Easier early repayment

One of the major complaints of SMEs was the lack of transparency of early repayment clauses in credit agreements. The Act now explicitly states that SMEs have the right to fully or partially repay a credit at any time, provided they inform the credit provider at least ten business days in advance by registered mail. This right of early repayment may not be made subject to any requirements other than compensation (of the credit provider) for the funding loss.

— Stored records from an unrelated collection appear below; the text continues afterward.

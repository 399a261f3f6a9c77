use chrono::NaiveDate;
use serde::{Deserialize, Serialize};

use crate::datetime::iso_date_serde;

/// Indicator color used when a task carries no color of its own.
pub const DEFAULT_TASK_COLOR: &str = "#d64545";

#[derive(Debug, Clone, Serialize, Deserialize, PartialEq, Eq)]
pub struct Task {
    pub name: String,

    #[serde(with = "iso_date_serde")]
    pub date: NaiveDate,

    #[serde(default, skip_serializing_if = "Option::is_none")]
    pub color: Option<String>,

    #[serde(default)]
    pub completed: bool,
}

impl Task {
    pub fn new(name: String, date: NaiveDate, color: Option<String>) -> Self {
        Self {
            name,
            date,
            color,
            completed: false,
        }
    }

    pub fn indicator_color(&self) -> &str {
        self.color.as_deref().unwrap_or(DEFAULT_TASK_COLOR)
    }

    pub fn is_due_on(&self, date: NaiveDate) -> bool {
        self.date == date
    }
}
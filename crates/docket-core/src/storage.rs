use std::collections::BTreeMap;
use std::fs;
use std::io::Write;
use std::path::{Path, PathBuf};

use anyhow::{Context, anyhow};
use tempfile::NamedTempFile;
use tracing::{debug, info};

/// Key/value persistence with local-storage semantics: string keys, string
/// values, absent keys read as `None`.
pub trait Storage {
    fn get_item(&self, key: &str) -> anyhow::Result<Option<String>>;
    fn set_item(&mut self, key: &str, value: &str) -> anyhow::Result<()>;
    fn remove_item(&mut self, key: &str) -> anyhow::Result<()>;
}

/// Stores every key as `<data_dir>/<key>.json`.
#[derive(Debug, Clone)]
pub struct FileStorage {
    pub data_dir: PathBuf,
}

impl FileStorage {
    #[tracing::instrument(skip(data_dir))]
    pub fn open(data_dir: &Path) -> anyhow::Result<Self> {
        let data_dir = data_dir.to_path_buf();
        fs::create_dir_all(&data_dir)
            .with_context(|| format!("failed to create {}", data_dir.display()))?;

        info!(data_dir = %data_dir.display(), "opened storage");
        Ok(Self { data_dir })
    }

    pub fn path_for(&self, key: &str) -> anyhow::Result<PathBuf> {
        if key.is_empty()
            || !key
                .chars()
                .all(|ch| ch.is_ascii_alphanumeric() || ch == '-' || ch == '_')
        {
            return Err(anyhow!("invalid storage key: {key:?}"));
        }
        Ok(self.data_dir.join(format!("{key}.json")))
    }
}

impl Storage for FileStorage {
    #[tracing::instrument(skip(self))]
    fn get_item(&self, key: &str) -> anyhow::Result<Option<String>> {
        let path = self.path_for(key)?;
        if !path.exists() {
            debug!(file = %path.display(), "storage key absent");
            return Ok(None);
        }
        let raw = fs::read_to_string(&path)
            .with_context(|| format!("failed reading {}", path.display()))?;
        Ok(Some(raw))
    }

    #[tracing::instrument(skip(self, value), fields(bytes = value.len()))]
    fn set_item(&mut self, key: &str, value: &str) -> anyhow::Result<()> {
        let path = self.path_for(key)?;
        write_atomic(&path, value)
    }

    #[tracing::instrument(skip(self))]
    fn remove_item(&mut self, key: &str) -> anyhow::Result<()> {
        let path = self.path_for(key)?;
        if path.exists() {
            fs::remove_file(&path)
                .with_context(|| format!("failed removing {}", path.display()))?;
        }
        Ok(())
    }
}

#[derive(Debug, Clone, Default)]
pub struct MemoryStorage {
    items: BTreeMap<String, String>,
}

impl MemoryStorage {
    pub fn new() -> Self {
        Self::default()
    }
}

impl Storage for MemoryStorage {
    fn get_item(&self, key: &str) -> anyhow::Result<Option<String>> {
        Ok(self.items.get(key).cloned())
    }

    fn set_item(&mut self, key: &str, value: &str) -> anyhow::Result<()> {
        self.items.insert(key.to_string(), value.to_string());
        Ok(())
    }

    fn remove_item(&mut self, key: &str) -> anyhow::Result<()> {
        self.items.remove(key);
        Ok(())
    }
}

#[tracing::instrument(skip(path, payload))]
fn write_atomic(path: &Path, payload: &str) -> anyhow::Result<()> {
    debug!(file = %path.display(), bytes = payload.len(), "writing atomically");

    let dir = path.parent().unwrap_or_else(|| Path::new("."));
    let mut temp = NamedTempFile::new_in(dir)?;
    temp.write_all(payload.as_bytes())?;
    temp.flush()?;

    temp.persist(path)
        .map_err(|err| anyhow!("failed to persist {}: {}", path.display(), err))?;

    Ok(())
}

In this regard, a distinction must be made between credit agreements which constitute a "loan'" within the meaning of Article 1907bis of the Civil Code , in which case the compensation is capped at six months' interest on the prepaid amount, calculated at the interest rate provided for in the credit agreement, and other types of credit agreements. For other credit agreements, the Act distinguishes between (i) credit agreements for amounts below EUR 1,000,000, in which case the same cap provided for in Article 1907bis of the Civil Code applies, and (ii) credit agreements for amounts exceeding EUR 1,000,000, in which case the parties are free to negotiate the amount of funding loss compensation, provided they respect the guidelines set out in the Code of Conduct, which provides for a standard, transparent scheme from which derogation is possible, provided any such derogation is clearly communicated to the enterprise in the credit agreement.      

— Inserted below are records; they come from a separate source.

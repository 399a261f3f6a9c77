use std::collections::HashMap;
use std::fs;
use std::path::{
  Path,
  PathBuf
};

use anyhow::{
  Context,
  anyhow
};
use tracing::{
  debug,
  info,
  trace,
  warn
};

use crate::calendar::IndicatorPolicy;

const DOCKETRC_ENV_VAR: &str =
  "DOCKETRC";

#[derive(Debug, Clone)]
pub struct Config {
  map:              HashMap<String, String>,
  pub loaded_files: Vec<PathBuf>
}

impl Default for Config {
  fn default() -> Self {
    let mut map = HashMap::new();
    for (key, value) in [
      ("data.location", "~/.docket"),
      ("default.command", "show"),
      ("color", "on"),
      ("calendar.indicator", "stacked"),
      ("calendar.indicator.limit", "3"),
      ("calendar.highlight_today", "on")
    ] {
      map.insert(
        key.to_string(),
        value.to_string()
      );
    }
    Self {
      map,
      loaded_files: vec![]
    }
  }
}

impl Config {
  #[tracing::instrument(skip(
    docketrc_override
  ))]
  pub fn load(
    docketrc_override: Option<&Path>
  ) -> anyhow::Result<Self> {
    let mut cfg = Config::default();

    let docketrc =
      resolve_docketrc_path(
        docketrc_override
      )?;
    if let Some(path) = docketrc {
      info!(docketrc = %path.display(), "loading docketrc");
      cfg.load_file(&path)?;
    } else {
      debug!(
        "no docketrc found; using \
         defaults"
      );
    }

    Ok(cfg)
  }

  #[tracing::instrument(skip(
    self, overrides
  ))]
  pub fn apply_overrides<I>(
    &mut self,
    overrides: I
  ) where
    I: IntoIterator<
      Item = (String, String)
    >
  {
    for (k, v) in overrides {
      let key = k
        .strip_prefix("rc.")
        .unwrap_or(&k)
        .to_string();
      debug!(key = %key, value = %v, "applying override");
      self.map.insert(key, v);
    }
  }

  pub fn get(
    &self,
    key: &str
  ) -> Option<String> {
    self.map.get(key).cloned()
  }

  pub fn get_bool(
    &self,
    key: &str
  ) -> Option<bool> {
    self
      .map
      .get(key)
      .map(|v| parse_bool(v))
  }

  pub fn get_usize(
    &self,
    key: &str
  ) -> anyhow::Result<Option<usize>> {
    self
      .map
      .get(key)
      .map(|v| {
        v.trim().parse::<usize>().with_context(
          || {
            format!(
              "config {key} must be a \
               non-negative integer, \
               got {v:?}"
            )
          }
        )
      })
      .transpose()
  }

  pub fn indicator_policy(
    &self
  ) -> anyhow::Result<IndicatorPolicy> {
    let name = self
      .get("calendar.indicator")
      .unwrap_or_else(|| {
        "stacked".to_string()
      });
    let limit = self.get_usize(
      "calendar.indicator.limit"
    )?;
    IndicatorPolicy::from_config(
      &name, limit
    )
    .ok_or_else(|| {
      anyhow!(
        "invalid calendar.indicator \
         setting: {name} (expected \
         stacked, dot or first-color)"
      )
    })
  }

  #[tracing::instrument(skip(self))]
  fn load_file(
    &mut self,
    path: &Path
  ) -> anyhow::Result<()> {
    let path = expand_tilde(path);
    let text =
      fs::read_to_string(&path)
        .with_context(|| {
          format!(
            "failed to read {}",
            path.display()
          )
        })?;

    self
      .loaded_files
      .push(path.clone());

    let base_dir = path
      .parent()
      .map(|p| p.to_path_buf())
      .unwrap_or_else(|| {
        PathBuf::from(".")
      });

    for (line_num, raw_line) in
      text.lines().enumerate()
    {
      let mut line = raw_line.trim();
      if line.is_empty()
        || line.starts_with('#')
      {
        continue;
      }

      // Trailing comments need a space before `#`; hex colors are values.
      if let Some(pos) = line.find(" #")
      {
        line = line[..pos].trim();
      }

      if let Some(include_rest) =
        line.strip_prefix("include ")
      {
        let include_path =
          resolve_include_path(
            &base_dir,
            include_rest.trim()
          )?;
        debug!(
            file = %path.display(),
            include = %include_path.display(),
            line = line_num + 1,
            "processing include"
        );

        if include_path.exists() {
          self
            .load_file(&include_path)?;
        } else {
          warn!(include = %include_path.display(), "include file does not exist; skipping");
        }
        continue;
      }

      let (k, v) = line
        .split_once('=')
        .ok_or_else(|| {
          anyhow!(
            "invalid config line \
             {}:{}: {}",
            path.display(),
            line_num + 1,
            raw_line
          )
        })?;

      let key = k.trim().to_string();
      let value = v.trim().to_string();
      trace!(key = %key, value = %value, "loaded config key");
      self.map.insert(key, value);
    }

    Ok(())
  }
}

#[tracing::instrument(skip(
  cfg,
  override_dir
))]
pub fn resolve_data_dir(
  cfg: &Config,
  override_dir: Option<&Path>
) -> anyhow::Result<PathBuf> {
  let dir = if let Some(path) =
    override_dir
  {
    path.to_path_buf()
  } else if let Some(cfg_value) =
    cfg.get("data.location")
  {
    expand_tilde(Path::new(&cfg_value))
  } else {
    default_data_dir()?
  };

  if !dir.exists() {
    info!(dir = %dir.display(), "creating data directory");
    fs::create_dir_all(&dir)
      .with_context(|| {
        format!(
          "failed to create {}",
          dir.display()
        )
      })?;
  }

  Ok(dir)
}

#[tracing::instrument(skip(
  override_path
))]
fn resolve_docketrc_path(
  override_path: Option<&Path>
) -> anyhow::Result<Option<PathBuf>> {
  if let Some(path) = override_path {
    return Ok(Some(path.to_path_buf()));
  }

  if let Ok(docketrc_env) =
    std::env::var(DOCKETRC_ENV_VAR)
  {
    if docketrc_env == "/dev/null" {
      return Ok(None);
    }
    return Ok(Some(PathBuf::from(
      docketrc_env
    )));
  }

  let Some(home) = dirs::home_dir()
  else {
    warn!(
      "cannot determine home \
       directory; skipping docketrc"
    );
    return Ok(None);
  };
  let candidate =
    home.join(".docketrc");
  if candidate.exists() {
    return Ok(Some(candidate));
  }

  Ok(None)
}

fn default_data_dir()
-> anyhow::Result<PathBuf> {
  let home = dirs::home_dir()
    .ok_or_else(|| {
      anyhow!(
        "cannot determine home \
         directory"
      )
    })?;
  Ok(home.join(".docket"))
}

fn resolve_include_path(
  base_dir: &Path,
  include: &str
) -> anyhow::Result<PathBuf> {
  if include.trim().is_empty() {
    return Err(anyhow!(
      "include path cannot be empty"
    ));
  }

  let raw = PathBuf::from(include);
  let expanded = expand_tilde(&raw);
  if expanded.is_absolute() {
    Ok(expanded)
  } else {
    Ok(base_dir.join(expanded))
  }
}

fn expand_tilde(
  path: &Path
) -> PathBuf {
  let text = path.to_string_lossy();
  if let Some(rest) =
    text.strip_prefix("~/")
    && let Some(home) = dirs::home_dir()
  {
    return home.join(rest);
  }
  path.to_path_buf()
}

fn parse_bool(s: &str) -> bool {
  matches!(
    s.trim()
      .to_ascii_lowercase()
      .as_str(),
    "1" | "y" | "yes" | "on" | "true"
  )
}

#[cfg(test)]
mod tests {
  use std::fs;

  use tempfile::tempdir;

  use super::Config;
  use crate::calendar::IndicatorPolicy;

  #[test]
  fn loads_file_with_includes_and_comments(
  ) {
    let temp =
      tempdir().expect("tempdir");
    let extra =
      temp.path().join("extra.rc");
    fs::write(
      &extra,
      "calendar.indicator = dot\n"
    )
    .expect("write include");
    let main =
      temp.path().join("docketrc");
    fs::write(
      &main,
      "# personal settings\n\
       color = off # no ansi\n\
       timezone = Europe/Paris\n\
       include extra.rc\n"
    )
    .expect("write docketrc");

    let cfg = Config::load(Some(main.as_path()))
      .expect("load config");
    assert_eq!(
      cfg.get_bool("color"),
      Some(false)
    );
    assert_eq!(
      cfg.get("timezone").as_deref(),
      Some("Europe/Paris")
    );
    assert_eq!(
      cfg
        .indicator_policy()
        .expect("policy"),
      IndicatorPolicy::Dot
    );
    assert_eq!(cfg.loaded_files.len(), 2);
  }

  #[test]
  fn overrides_win_and_drop_rc_prefix() {
    let mut cfg = Config::default();
    cfg.apply_overrides(vec![
      (
        "rc.calendar.indicator.limit"
          .to_string(),
        "5".to_string()
      ),
    ]);
    assert_eq!(
      cfg
        .indicator_policy()
        .expect("policy"),
      IndicatorPolicy::Stacked {
        limit: 5
      }
    );
  }

  #[test]
  fn rejects_unknown_indicator_policy() {
    let mut cfg = Config::default();
    cfg.apply_overrides(vec![(
      "calendar.indicator".to_string(),
      "confetti".to_string()
    )]);
    assert!(
      cfg.indicator_policy().is_err()
    );
  }
}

No compensation is due in the event of (i) early repayment pursuant to an insurance policy covering repayment of the credit, (ii) the regrouping of existing credits from the same credit provider, or (iii) a non-material change to the credit agreement. 

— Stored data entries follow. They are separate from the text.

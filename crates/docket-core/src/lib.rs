pub mod calendar;
pub mod cli;
pub mod commands;
pub mod config;
pub mod datetime;
pub mod deadline;
pub mod error;
pub mod render;
pub mod storage;
pub mod store;
pub mod task;

use std::ffi::OsString;

use anyhow::Context;
use clap::Parser;
use tracing::{
  debug,
  info
};

#[tracing::instrument(skip_all)]
pub fn run(
  raw_args: Vec<OsString>
) -> anyhow::Result<()> {
  let pre =
    cli::preprocess_args(&raw_args)?;
  let cli = cli::GlobalCli::parse_from(
    pre.cleaned_args
  );

  cli::init_tracing(
    cli.verbose,
    cli.quiet
  )?;

  info!(
    verbose = cli.verbose,
    quiet = cli.quiet,
    "starting docket CLI"
  );
  debug!(?pre.rc_overrides, "preprocessed rc overrides");

  let mut cfg = config::Config::load(
    cli.docketrc.as_deref()
  )?;
  cfg.apply_overrides(
    pre.rc_overrides.into_iter().chain(
      cli
        .rc_overrides
        .into_iter()
        .map(|kv| (kv.key, kv.value))
    )
  );

  let data_dir =
    config::resolve_data_dir(
      &cfg,
      cli.data.as_deref()
    )
    .context(
      "failed to resolve data \
       directory"
    )?;

  let storage =
    storage::FileStorage::open(
      &data_dir
    )
    .with_context(|| {
      format!(
        "failed to open storage at {}",
        data_dir.display()
      )
    })?;
  let mut store =
    store::TaskStore::load(storage)
      .with_context(|| {
        format!(
          "failed to load tasks from {}",
          data_dir.display()
        )
      })?;

  let renderer =
    render::Renderer::new(&cfg)?;
  let inv = cli::Invocation::parse(
    &cfg, cli.rest
  )?;
  let today = datetime::today(
    datetime::resolve_timezone(&cfg)
  );
  debug!(%today, "resolved current date");

  commands::dispatch(
    &mut store,
    &cfg,
    &renderer,
    inv,
    today
  )?;

  info!("done");
  Ok(())
}
use std::ffi::OsString;
use std::io::IsTerminal;
use std::path::PathBuf;

use anyhow::anyhow;
use clap::{ArgAction, Parser};
use tracing::debug;
use tracing_subscriber::EnvFilter;

use crate::config::Config;

#[derive(Debug, Clone)]
pub struct PreprocessedArgs {
    pub cleaned_args: Vec<OsString>,
    pub rc_overrides: Vec<(String, String)>,
}

#[derive(Debug, Clone)]
pub struct KeyVal {
    pub key: String,
    pub value: String,
}

impl std::str::FromStr for KeyVal {
    type Err = anyhow::Error;

    fn from_str(s: &str) -> Result<Self, Self::Err> {
        let (k, v) = s
            .split_once('=')
            .ok_or_else(|| anyhow!("expected KEY=VALUE, got: {s}"))?;
        Ok(Self {
            key: k.trim().to_string(),
            value: v.trim().to_string(),
        })
    }
}

#[derive(Parser, Debug, Clone)]
#[command(
    name = "docket",
    version,
    about = "Docket: a to-do list with deadline countdowns and a month calendar",
    disable_help_subcommand = true,
    arg_required_else_help = false
)]
pub struct GlobalCli {
    #[arg(short = 'v', long = "verbose", action = ArgAction::Count)]
    pub verbose: u8,

    #[arg(short = 'q', long = "quiet", action = ArgAction::Count)]
    pub quiet: u8,

    #[arg(
        long = "rc",
        value_parser = clap::builder::ValueParser::new(|s: &str| s.parse::<KeyVal>()),
        action = ArgAction::Append
    )]
    pub rc_overrides: Vec<KeyVal>,

    #[arg(long = "docketrc")]
    pub docketrc: Option<PathBuf>,

    #[arg(long = "data")]
    pub data: Option<PathBuf>,

    #[arg(trailing_var_arg = true, allow_hyphen_values = true)]
    pub rest: Vec<OsString>,
}

pub fn init_tracing(verbose: u8, quiet: u8) -> anyhow::Result<()> {
    let default_level = if quiet >= 2 {
        "error"
    } else if quiet == 1 {
        "warn"
    } else if verbose >= 3 {
        "trace"
    } else if verbose == 2 {
        "debug"
    } else if verbose == 1 {
        "info"
    } else {
        "warn"
    };

    let env_filter = EnvFilter::try_from_default_env()
        .or_else(|_| EnvFilter::try_new(default_level))
        .map_err(|e| anyhow!("invalid RUST_LOG / log filter: {e}"))?;

    let init_result = tracing_subscriber::fmt()
        .with_env_filter(env_filter)
        .with_writer(std::io::stderr)
        .with_target(true)
        .with_level(true)
        .with_ansi(std::io::stderr().is_terminal())
        .try_init();

    if let Err(err) = init_result {
        debug!(error = %err, "tracing subscriber already set, continuing");
    }

    Ok(())
}

/// Pulls positional `rc.KEY=VALUE` / `rc.KEY:VALUE` overrides out of the
/// argument list before clap sees it.
#[tracing::instrument(skip_all)]
pub fn preprocess_args(raw: &[OsString]) -> anyhow::Result<PreprocessedArgs> {
    let mut cleaned = Vec::with_capacity(raw.len());
    let mut overrides: Vec<(String, String)> = Vec::new();

    let mut iter = raw.iter().cloned();
    if let Some(bin) = iter.next() {
        cleaned.push(bin);
    }

    for arg in iter {
        let s = arg.to_string_lossy();
        if let Some(rest) = s.strip_prefix("rc.") {
            let parsed = if let Some((k, v)) = rest.split_once('=') {
                Some((format!("rc.{k}"), v.to_string()))
            } else if let Some((k, v)) = rest.split_once(':') {
                Some((format!("rc.{k}"), v.to_string()))
            } else {
                None
            };

            if let Some((k, v)) = parsed {
                debug!(key = %k, value = %v, "captured positional rc override");
                overrides.push((k, v));
                continue;
            }
        }

        cleaned.push(arg);
    }

    Ok(PreprocessedArgs {
        cleaned_args: cleaned,
        rc_overrides: overrides,
    })
}

#[derive(Debug, Clone, PartialEq, Eq)]
pub struct Invocation {
    pub command: String,
    pub command_args: Vec<String>,
}

impl Invocation {
    #[tracing::instrument(skip(cfg, rest))]
    pub fn parse(cfg: &Config, rest: Vec<OsString>) -> anyhow::Result<Self> {
        let tokens: Vec<String> = rest
            .into_iter()
            .map(|arg| arg.to_string_lossy().to_string())
            .collect();

        let known = crate::commands::known_command_names();
        let Some((first, args)) = tokens.split_first() else {
            let configured = cfg
                .get("default.command")
                .unwrap_or_else(|| "show".to_string());
            let command = crate::commands::expand_command_abbrev(configured.trim(), &known)
                .ok_or_else(|| {
                    anyhow!("unknown or ambiguous default.command: {configured}")
                })?;
            debug!(configured = %configured, command = %command, "no explicit command, using default");
            return Ok(Self {
                command: command.to_string(),
                command_args: vec![],
            });
        };

        let command = crate::commands::expand_command_abbrev(first, &known)
            .ok_or_else(|| anyhow!("unknown or ambiguous command: {first}"))?;
        debug!(token = %first, expanded = %command, "resolved command token");

        Ok(Self {
            command: command.to_string(),
            command_args: args.to_vec(),
        })
    }
}

#[cfg(test)]
mod tests {
    use super::*;

    fn os(args: &[&str]) -> Vec<OsString> {
        args.iter().map(OsString::from).collect()
    }

    #[test]
    fn captures_positional_rc_overrides() {
        let pre = preprocess_args(&os(&["docket", "rc.color:off", "list", "rc.timezone=UTC"]))
            .expect("preprocess");
        assert_eq!(pre.cleaned_args, os(&["docket", "list"]));
        assert_eq!(
            pre.rc_overrides,
            vec![
                ("rc.color".to_string(), "off".to_string()),
                ("rc.timezone".to_string(), "UTC".to_string()),
            ]
        );
    }

    #[test]
    fn empty_invocation_uses_default_command() {
        let inv = Invocation::parse(&Config::default(), vec![]).expect("parse");
        assert_eq!(inv.command, "show");
        assert!(inv.command_args.is_empty());
    }

    #[test]
    fn default_command_accepts_abbreviations() {
        let mut cfg = Config::default();
        cfg.apply_overrides(vec![("default.command".to_string(), "cal".to_string())]);
        let inv = Invocation::parse(&cfg, vec![]).expect("parse");
        assert_eq!(inv.command, "calendar");

        cfg.apply_overrides(vec![("default.command".to_string(), "c".to_string())]);
        let err = Invocation::parse(&cfg, vec![]).expect_err("c is ambiguous");
        assert!(err.to_string().contains("default.command"));
    }

    #[test]
    fn expands_unique_command_prefixes() {
        let inv = Invocation::parse(&Config::default(), os(&["cal", "2026-11"])).expect("parse");
        assert_eq!(inv.command, "calendar");
        assert_eq!(inv.command_args, vec!["2026-11".to_string()]);

        assert!(Invocation::parse(&Config::default(), os(&["frobnicate"])).is_err());
    }
}
//! mesika single sign-on gateway.
//!
//! This crate provides the HTTP surface of the gateway: the login page, the
//! `/api/auth` endpoints, the Google identity provider client and the
//! PostgreSQL-backed user and session stores.

pub mod app;
pub mod auth;
pub mod config;
pub mod error;
pub mod pages;

use mesika_sso_core::Result;
use mesika_sso_platform_access::{AccessPolicy, AuthFlow};
use sqlx::postgres::PgPoolOptions;
use std::sync::Arc;

use crate::auth::{
    AppState, GoogleClient,
    db::{SessionRepository, UserRepository},
};
use crate::config::ServerConfig;
use crate::error::StartupError;

/// Connects to the database, wires the flow and serves until Ctrl-C.
///
/// # Errors
///
/// Returns an error if the database, the provider client or the listener
/// cannot be set up, or if the server stops with an I/O error.
pub async fn run(config: ServerConfig) -> Result<(), StartupError> {
    let cookie_key = config.session.cookie_key()?;

    // Create database connection pool
    let db_pool = PgPoolOptions::new()
        .max_connections(config.database.max_connections)
        .connect_with(config.database.connect_options())
        .await
        .map_err(|e| StartupError::Database {
            details: e.to_string(),
        })?;

    // Run migrations
    tracing::info!("Running database migrations...");
    sqlx::migrate!("./migrations")
        .run(&db_pool)
        .await
        .map_err(|e| StartupError::Database {
            details: e.to_string(),
        })?;

    let sessions = SessionRepository::new(db_pool.clone());
    auth::purge_expired_sessions(&sessions).await;

    // Spawn periodic session cleanup task
    let cleanup_store = sessions.clone();
    let cleanup_interval = std::time::Duration::from_secs(config.session.cleanup_interval_seconds);
    tokio::spawn(async move {
        let mut interval = tokio::time::interval(cleanup_interval);
        loop {
            interval.tick().await;
            auth::purge_expired_sessions(&cleanup_store).await;
        }
    });

    let provider = GoogleClient::new(&config.oauth).map_err(|e| StartupError::Provider {
        details: e.to_string(),
    })?;

    let flow = AuthFlow::new(
        Arc::new(provider),
        Arc::new(UserRepository::new(db_pool)),
        Arc::new(sessions),
        AccessPolicy::new(config.oauth.allowed_domain()),
        config.flow_settings(),
    );
    let state = AppState::new(flow, cookie_key, config.session.secure_cookies);
    let app = app::router(state, config.server.request_timeout());

    let address = config.server.bind_address.clone();
    let listener = tokio::net::TcpListener::bind(&address)
        .await
        .map_err(|e| StartupError::Bind {
            address: address.clone(),
            details: e.to_string(),
        })?;

    tracing::info!(
        allowed_domain = config.oauth.allowed_domain(),
        "listening on http://{}",
        address
    );

    axum::serve(listener, app)
        .with_graceful_shutdown(shutdown_signal())
        .await
        .map_err(|e| StartupError::Serve {
            details: e.to_string(),
        })?;

    tracing::info!("server stopped");
    Ok(())
}

async fn shutdown_signal() {
    if let Err(e) = tokio::signal::ctrl_c().await {
        tracing::error!(error = %e, "failed to listen for shutdown signal");
        std::future::pending::<()>().await;
    }
    tracing::info!("shutdown signal received");
}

If more compensation is charged than is permissible under the Act, the court will reduce the amount of compensation to the maximum provided for by the Act or, for credit agreements exceeding EUR 1,000,000, to an amount determined ex aequo et bono taking into account the guidelines set out in the Code of Conduct. Any clause providing for additional damages, on top of the abovementioned compensation for funding loss shall be considered null and void by virtue of law.

Blacklisted clauses

The Act mentions three blacklisted clauses. Such clauses shall be considered null and void by virtue of law. The blacklisted clauses are those which:

  • provide for an irrevocable commitment by the enterprise, while the obligations of the credit provider are subject to a condition depending exclusively on its own will;
  • allow the credit provider to terminate a fixed-term agreement prematurely, at its sole discretion and without the payment of reasonable compensation to the enterprise, apart from cases of force majeure or an event of default by the enterprise; and
  • allow the credit provider to terminate an open-ended agreement, without reasonable notice, apart from cases of force majeure or an event of default by the enterprise.

Entry into force

The Act partially entered into force on 10 January 2014 and applies to all credit agreements entered into as from that date. In accordance with the Royal Decree of 27 February 2014, the obligations pertaining to the gathering and provision of information and the clarifications thereof in the Code of Conduct  are applicable as from 1March 2014.

Conclusion

The Act and the Code of Conduct introduce 'consumer-like protection' for SMEs. Since the start of the worldwide financial and economic crisis, such enterprises have been struggling to access credit and have been increasingly turning to private equity investors and other entities or individuals for solutions to their financing problems. The importance of the Act should not be underestimated, especially considering its broad scope of application and the fact that Belgium has traditionally been an SME-country.